Sy wasn't sure, maybe it was the air that made him feel so alive. Spring air was always invigorating and refreshing. It was fresh, clean air that hinted of adventures yet to come in a world about to be renewed. It was the kind of air that when you breathed it, it rejuvenated your soul. He was sure that it felt crisp and nippy on his masked face. The sun was warm and temperate. It helped offset the sting that occasionally he felt when the wind bit, just a little too much, as it whistled through the trees.

The creek bank was steep and sheer in places. It looked to be about five feet, or so to the top of it. It was a dry creek except when the rains came. Snags of old branches stuck up from its bottom like sentries. They were scraggly and bedraggled looking guards, Sy thought. He weaved through the tangled and knotted brush carefully. Nothing could be better, he thought, than playing chase with Pop’s old coon dog Blue, and getting far enough ahead in the chase that he could hide in the maze of undergrowth. Blue being the ever-persistent hunter hated that strategy, of course.
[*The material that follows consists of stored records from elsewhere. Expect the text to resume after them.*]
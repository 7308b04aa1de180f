//! Component Composition Protocol.
//!
//! Components are immutable snapshots of file artifacts and deferred script
//! callbacks, produced exactly once by invoking a component factory with a
//! fresh registration handle. The handle is valid only for the duration of
//! the factory call; `implement` copies an already-built component's
//! sequences in front of the current component's own registrations.
//!
//! Pure logic, no I/O. The sandboxed executor and the Rust-facing factory
//! API both drive this module; the run-time bundle carries its own
//! behaviorally-identical re-implementation (see `bootstrap.rs`).

use serde::{Deserialize, Serialize};
use std::cell::RefCell;
use std::rc::Rc;

use crate::error::{ProtocolError, ERR_FACTORY_AFTER_ESTABLISH};
use crate::session::Session;

// ═══════════════════════════════════════════════════════════════════════════════
// ARTIFACT KINDS
// ═══════════════════════════════════════════════════════════════════════════════

/// Top-level output area an artifact belongs to. The orchestrator maps areas
/// to real output directories.
#[derive(Debug, Clone, Copy, PartialEq, Eq, Serialize, Deserialize)]
#[serde(rename_all = "lowercase")]
pub enum OutputArea {
    Data,
    Presentation,
}

/// Closed enumeration of registration kinds. Every kind maps to one
/// (area, root directory, default extension, serialization mode) descriptor;
/// a single generic routine performs the registration for all of them.
#[derive(Debug, Clone, Copy, PartialEq, Eq, Hash, Serialize, Deserialize)]
#[serde(rename_all = "camelCase")]
pub enum ArtifactKind {
    Entity,
    Item,
    Block,
    Recipe,
    LootTable,
    Particle,
    Animation,
    Raw,
}

#[derive(Debug, Clone, Copy)]
pub struct KindSpec {
    pub area: OutputArea,
    /// None for `Raw`, whose root directory must be given explicitly.
    pub root_dir: Option<&'static str>,
    pub default_ext: &'static str,
    pub canonical_json: bool,
}

impl ArtifactKind {
    pub fn spec(self) -> KindSpec {
        use OutputArea::{Data, Presentation};
        match self {
            ArtifactKind::Entity => KindSpec {
                area: Data,
                root_dir: Some("data/entities"),
                default_ext: "json",
                canonical_json: true,
            },
            ArtifactKind::Item => KindSpec {
                area: Data,
                root_dir: Some("data/items"),
                default_ext: "json",
                canonical_json: true,
            },
            ArtifactKind::Block => KindSpec {
                area: Data,
                root_dir: Some("data/blocks"),
                default_ext: "json",
                canonical_json: true,
            },
            ArtifactKind::Recipe => KindSpec {
                area: Data,
                root_dir: Some("data/recipes"),
                default_ext: "json",
                canonical_json: true,
            },
            ArtifactKind::LootTable => KindSpec {
                area: Data,
                root_dir: Some("data/loot_tables"),
                default_ext: "json",
                canonical_json: true,
            },
            ArtifactKind::Particle => KindSpec {
                area: Presentation,
                root_dir: Some("assets/particles"),
                default_ext: "json",
                canonical_json: true,
            },
            ArtifactKind::Animation => KindSpec {
                area: Presentation,
                root_dir: Some("assets/animations"),
                default_ext: "json",
                canonical_json: true,
            },
            ArtifactKind::Raw => KindSpec {
                area: Data,
                root_dir: None,
                default_ext: "json",
                canonical_json: false,
            },
        }
    }

    /// The function name this kind is exposed under on a registration handle.
    pub fn handle_name(self) -> &'static str {
        match self {
            ArtifactKind::Entity => "entity",
            ArtifactKind::Item => "item",
            ArtifactKind::Block => "block",
            ArtifactKind::Recipe => "recipe",
            ArtifactKind::LootTable => "lootTable",
            ArtifactKind::Particle => "particle",
            ArtifactKind::Animation => "animation",
            ArtifactKind::Raw => "raw",
        }
    }

    pub fn from_handle_name(name: &str) -> Option<ArtifactKind> {
        match name {
            "entity" => Some(ArtifactKind::Entity),
            "item" => Some(ArtifactKind::Item),
            "block" => Some(ArtifactKind::Block),
            "recipe" => Some(ArtifactKind::Recipe),
            "lootTable" => Some(ArtifactKind::LootTable),
            "particle" => Some(ArtifactKind::Particle),
            "animation" => Some(ArtifactKind::Animation),
            "raw" => Some(ArtifactKind::Raw),
            _ => None,
        }
    }
}

// ═══════════════════════════════════════════════════════════════════════════════
// ARTIFACTS & OPTIONS
// ═══════════════════════════════════════════════════════════════════════════════

/// A (path, content) pair destined for the output file tree. The path is
/// relative and rooted under `data/` or `assets/`.
#[derive(Debug, Clone, PartialEq, Eq, Serialize, Deserialize)]
#[serde(rename_all = "camelCase")]
pub struct FileArtifact {
    pub path: String,
    pub content: String,
}

impl FileArtifact {
    pub fn area(&self) -> OutputArea {
        if self.path.starts_with("assets/") {
            OutputArea::Presentation
        } else {
            OutputArea::Data
        }
    }
}

/// A registered script callback, captured as source text at build time and
/// never executed in the sandbox.
#[derive(Debug, Clone, PartialEq, Eq, Serialize, Deserialize)]
#[serde(rename_all = "camelCase")]
pub struct DeferredCallback {
    pub source: String,
}

#[derive(Debug, Clone, Deserialize)]
pub struct OnceOption {
    pub key: String,
}

/// Options accepted by every registration function.
#[derive(Debug, Clone, Default, Deserialize)]
#[serde(rename_all = "camelCase")]
pub struct RegisterOptions {
    pub name: Option<String>,
    pub root_dir: Option<String>,
    pub ext: Option<String>,
    pub once: Option<OnceOption>,
}

impl RegisterOptions {
    pub fn once_key(key: &str) -> Self {
        RegisterOptions {
            once: Some(OnceOption {
                key: key.to_string(),
            }),
            ..Default::default()
        }
    }

    pub fn named(name: &str) -> Self {
        RegisterOptions {
            name: Some(name.to_string()),
            ..Default::default()
        }
    }
}

// ═══════════════════════════════════════════════════════════════════════════════
// COMPONENT
// ═══════════════════════════════════════════════════════════════════════════════

/// Immutable snapshot of one factory invocation: the file artifacts and
/// deferred callbacks the component owns, implemented entries first.
#[derive(Debug, Clone, Default)]
pub struct Component {
    artifacts: Vec<FileArtifact>,
    callbacks: Vec<DeferredCallback>,
}

impl Component {
    pub fn empty() -> Self {
        Component::default()
    }

    pub fn artifacts(&self) -> &[FileArtifact] {
        &self.artifacts
    }

    pub fn callbacks(&self) -> &[DeferredCallback] {
        &self.callbacks
    }

    pub fn into_artifacts(self) -> Vec<FileArtifact> {
        self.artifacts
    }
}

// ═══════════════════════════════════════════════════════════════════════════════
// REGISTRATION HANDLE
// ═══════════════════════════════════════════════════════════════════════════════

struct HandleState {
    session: Session,
    inherited_artifacts: Vec<FileArtifact>,
    inherited_callbacks: Vec<DeferredCallback>,
    own_artifacts: Vec<FileArtifact>,
    own_callbacks: Vec<DeferredCallback>,
    inert: bool,
}

/// Scoped registration surface passed into a component factory. Clonable and
/// internally shared because sandboxed scripts can stash it; inertness after
/// the factory returns is therefore enforced dynamically, not by borrows.
#[derive(Clone)]
pub struct RegistrationHandle(Rc<RefCell<HandleState>>);

impl RegistrationHandle {
    fn new(session: Session) -> Self {
        RegistrationHandle(Rc::new(RefCell::new(HandleState {
            session,
            inherited_artifacts: Vec::new(),
            inherited_callbacks: Vec::new(),
            own_artifacts: Vec::new(),
            own_callbacks: Vec::new(),
            inert: false,
        })))
    }

    fn guard(&self, function: &str) -> Result<(), ProtocolError> {
        if self.0.borrow().inert {
            return Err(ProtocolError::handle_inert(function));
        }
        Ok(())
    }

    /// Once-key gate shared by every registration function. Returns true when
    /// the registration must be dropped.
    fn once_key_missed(&self, opts: &RegisterOptions) -> bool {
        match &opts.once {
            Some(once) => !self.0.borrow().session.claim_once_key(&once.key),
            None => false,
        }
    }

    fn resolve_name(&self, opts: &RegisterOptions) -> String {
        match &opts.name {
            Some(name) => name.clone(),
            None => self.0.borrow().session.next_auto_name(),
        }
    }

    /// Generic registration routine behind all structured artifact kinds.
    /// Returns the resolved name, or None when a once-key was already
    /// claimed.
    pub fn register(
        &self,
        kind: ArtifactKind,
        payload: &serde_json::Value,
        opts: &RegisterOptions,
    ) -> Result<Option<String>, ProtocolError> {
        let spec = kind.spec();
        debug_assert!(spec.canonical_json, "raw payloads go through register_raw");
        self.guard(kind.handle_name())?;
        if self.once_key_missed(opts) {
            return Ok(None);
        }
        let content =
            serde_json::to_string_pretty(payload).expect("JSON value serialization is infallible");
        Ok(Some(self.push_artifact(
            kind,
            opts.root_dir.as_deref().or(spec.root_dir).unwrap_or_default(),
            content,
            opts,
        )))
    }

    /// Raw registration: pre-serialized text with an explicit root directory
    /// and extension.
    pub fn register_raw(
        &self,
        content: &str,
        root_dir: &str,
        ext: &str,
        opts: &RegisterOptions,
    ) -> Result<Option<String>, ProtocolError> {
        self.guard("raw")?;
        if self.once_key_missed(opts) {
            return Ok(None);
        }
        let opts = RegisterOptions {
            ext: Some(ext.to_string()),
            ..opts.clone()
        };
        Ok(Some(self.push_artifact(
            ArtifactKind::Raw,
            root_dir,
            content.to_string(),
            &opts,
        )))
    }

    fn push_artifact(
        &self,
        kind: ArtifactKind,
        root_dir: &str,
        content: String,
        opts: &RegisterOptions,
    ) -> String {
        let name = self.resolve_name(opts);
        let ext = opts.ext.as_deref().unwrap_or(kind.spec().default_ext);
        let path = format!("{}/{}.{}", root_dir, name, ext);
        self.0
            .borrow_mut()
            .own_artifacts
            .push(FileArtifact { path, content });
        name
    }

    /// Register a deferred script callback. The callback is carried as source
    /// text and only ever executed by the run-time bootstrap. Returns false
    /// on a once-key miss.
    pub fn script(
        &self,
        callback_source: &str,
        opts: &RegisterOptions,
    ) -> Result<bool, ProtocolError> {
        self.guard("script")?;
        if self.once_key_missed(opts) {
            return Ok(false);
        }
        self.0.borrow_mut().own_callbacks.push(DeferredCallback {
            source: callback_source.to_string(),
        });
        Ok(true)
    }

    /// Splice an already-built component's sequences in front of this
    /// component's own registrations. Repeated calls keep implement-call
    /// order: oldest implemented first, own registrations last.
    pub fn implement(&self, other: &Component) -> Result<(), ProtocolError> {
        self.guard("implement")?;
        let mut state = self.0.borrow_mut();
        state
            .inherited_artifacts
            .extend(other.artifacts.iter().cloned());
        state
            .inherited_callbacks
            .extend(other.callbacks.iter().cloned());
        Ok(())
    }

    fn finish(self) -> Component {
        let mut state = self.0.borrow_mut();
        state.inert = true;
        let mut artifacts = std::mem::take(&mut state.inherited_artifacts);
        artifacts.append(&mut state.own_artifacts);
        let mut callbacks = std::mem::take(&mut state.inherited_callbacks);
        callbacks.append(&mut state.own_callbacks);
        Component {
            artifacts,
            callbacks,
        }
    }
}

// ═══════════════════════════════════════════════════════════════════════════════
// FACTORIES
// ═══════════════════════════════════════════════════════════════════════════════

/// Run one composition step: allocate a fresh handle bound to the session,
/// invoke the factory body, mark the handle inert, snapshot the component.
///
/// This is the single entry point both the Rust factory API and the sandboxed
/// executor go through, so the lifecycle rules live in exactly one place.
pub fn produce_component<E, F>(session: &Session, body: F) -> Result<Component, E>
where
    E: From<ProtocolError>,
    F: FnOnce(&RegistrationHandle) -> Result<(), E>,
{
    if session.is_established() {
        return Err(E::from(ProtocolError::new(
            ERR_FACTORY_AFTER_ESTABLISH,
            "component factory invoked after establishAddon()",
        )));
    }
    let handle = RegistrationHandle::new(session.clone());
    body(&handle)?;
    Ok(handle.finish())
}

/// Rust-facing equivalent of the sandbox's `defineComponentFactory` host
/// binding: wraps a callback into a reusable factory.
pub fn define_component_factory<F>(session: &Session, callback: F) -> ComponentFactory
where
    F: Fn(&RegistrationHandle, &[serde_json::Value]) -> Result<(), ProtocolError> + 'static,
{
    ComponentFactory {
        session: session.clone(),
        callback: Rc::new(callback),
    }
}

#[derive(Clone)]
pub struct ComponentFactory {
    session: Session,
    #[allow(clippy::type_complexity)]
    callback: Rc<dyn Fn(&RegistrationHandle, &[serde_json::Value]) -> Result<(), ProtocolError>>,
}

impl ComponentFactory {
    pub fn invoke(&self, args: &[serde_json::Value]) -> Result<Component, ProtocolError> {
        produce_component(&self.session, |handle| (self.callback)(handle, args))
    }
}

// ═══════════════════════════════════════════════════════════════════════════════
// TESTS
// ═══════════════════════════════════════════════════════════════════════════════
Sy navigated the creek bed carefully, as he twisted and turned to maneuver in, around, and under the branches of fallen trees, and through the thickets of green briars. Now and then, he could get a glimpse of the azure sky. The ultimate quest of his expedition lay just a little further down the streambed.

The spring rains had brought his quest down from the mountains that lay to the north of the creek. Slowly yet steadily, it had collected over a period of months as the rains intensified with the advent of a new year. Sy wasn't exactly confident of his observations, but he thought the color of his prize was akin to the white cumulus clouds that drifted overhead, and yet it wasn't exactly as white as those massive billows spreading across the horizon. Rather, he thought, it was more a chalky and somewhat pallid hue. Yet, Sy was sure of one thing, it was healing in character, and he was on a personal venture to find and then to wallow in it.

Of course, the last thing a raccoon needs is to encounter a dog -- that is a dog other than Blue -- when on such an adventure as this. Although he knew of coons and dogs that had truces with each other, such arrangements were rare. Sy chuckled to himself, why such agreements were surely once in a coon's age.

So today at all costs, Sy wasn't about to run into a hound dog. No sir, he wasn't going to ruin this adventure. He stayed close to the bottom of the creek bed following each twist and turn of the serpentine road and always cautious to smells and sights that could alert him to any danger.

Stepping carefully, his hind legs carrying much of the 20 pounds of weight that he had gained over the winter, he saw to his right a plastic bleach bottle and a rusting Coke can. In another step he almost encountered a piece of green glass that could cut the pads of his small, subtle black feet.

There wasn't much you couldn't find in creeks any more, Sy reflected. Lately the long skinny plastic, or rubber looking balloons with a tip on the end draped over the limbs more frequently making one think of celebrations of some strange kind or another. Sy wasn't sure why so many balloons hung from limbs in the creek bottom. Maybe it had something to do with the parties the teenagers threw up in Mitchell Hollow. They were always throwing bottles, or cans, or these balloons into the creek.

No respect, Sy fumed. They just got no damn respect for my home any more. He puffed up in indignation and waddled on.

Deep black rings around his tail accented his soft, luxurious, shiny brown fur. Here and there a slice of silver or gray could be seen hidden in his lavish winter coat. His mask was a coal black, and his paws shined like rich patent leather when the sun struck them just right. A handsome coon he was -- handsome and proud. He was a coon in search of adventure and he had long awaited this day.

Slowly the tangle of brush began to thin. He eased past the remains of an old refrigerator and a few discarded tires. It wasn't much further now.


He inched closer to the red Georgia clay bank. Here and there a geode had washed into the bed from the caverns that laced the adjacent mountains, and made the gravel of the creek flow around it in a wavy pattern that showed the recent rains turbulence. It was important to not give himself away.

He stopped for a minute at a little water pocket and watched as flecks of gold flitted through the pool. His reflection in the water was almost blinding, what with the afternoon sun and blue, blue sky combining to make the pool a translucent mirror. As he pondered his reflection, moving his head this way and that to get a better look see, he realized he almost looked dignified. Yes sir, that was it, he was dignified in his appearance. No wonder all the sow coons vied for his attention. Dignified and handsome were two traits that served any raccoon well and Sy figured he had both.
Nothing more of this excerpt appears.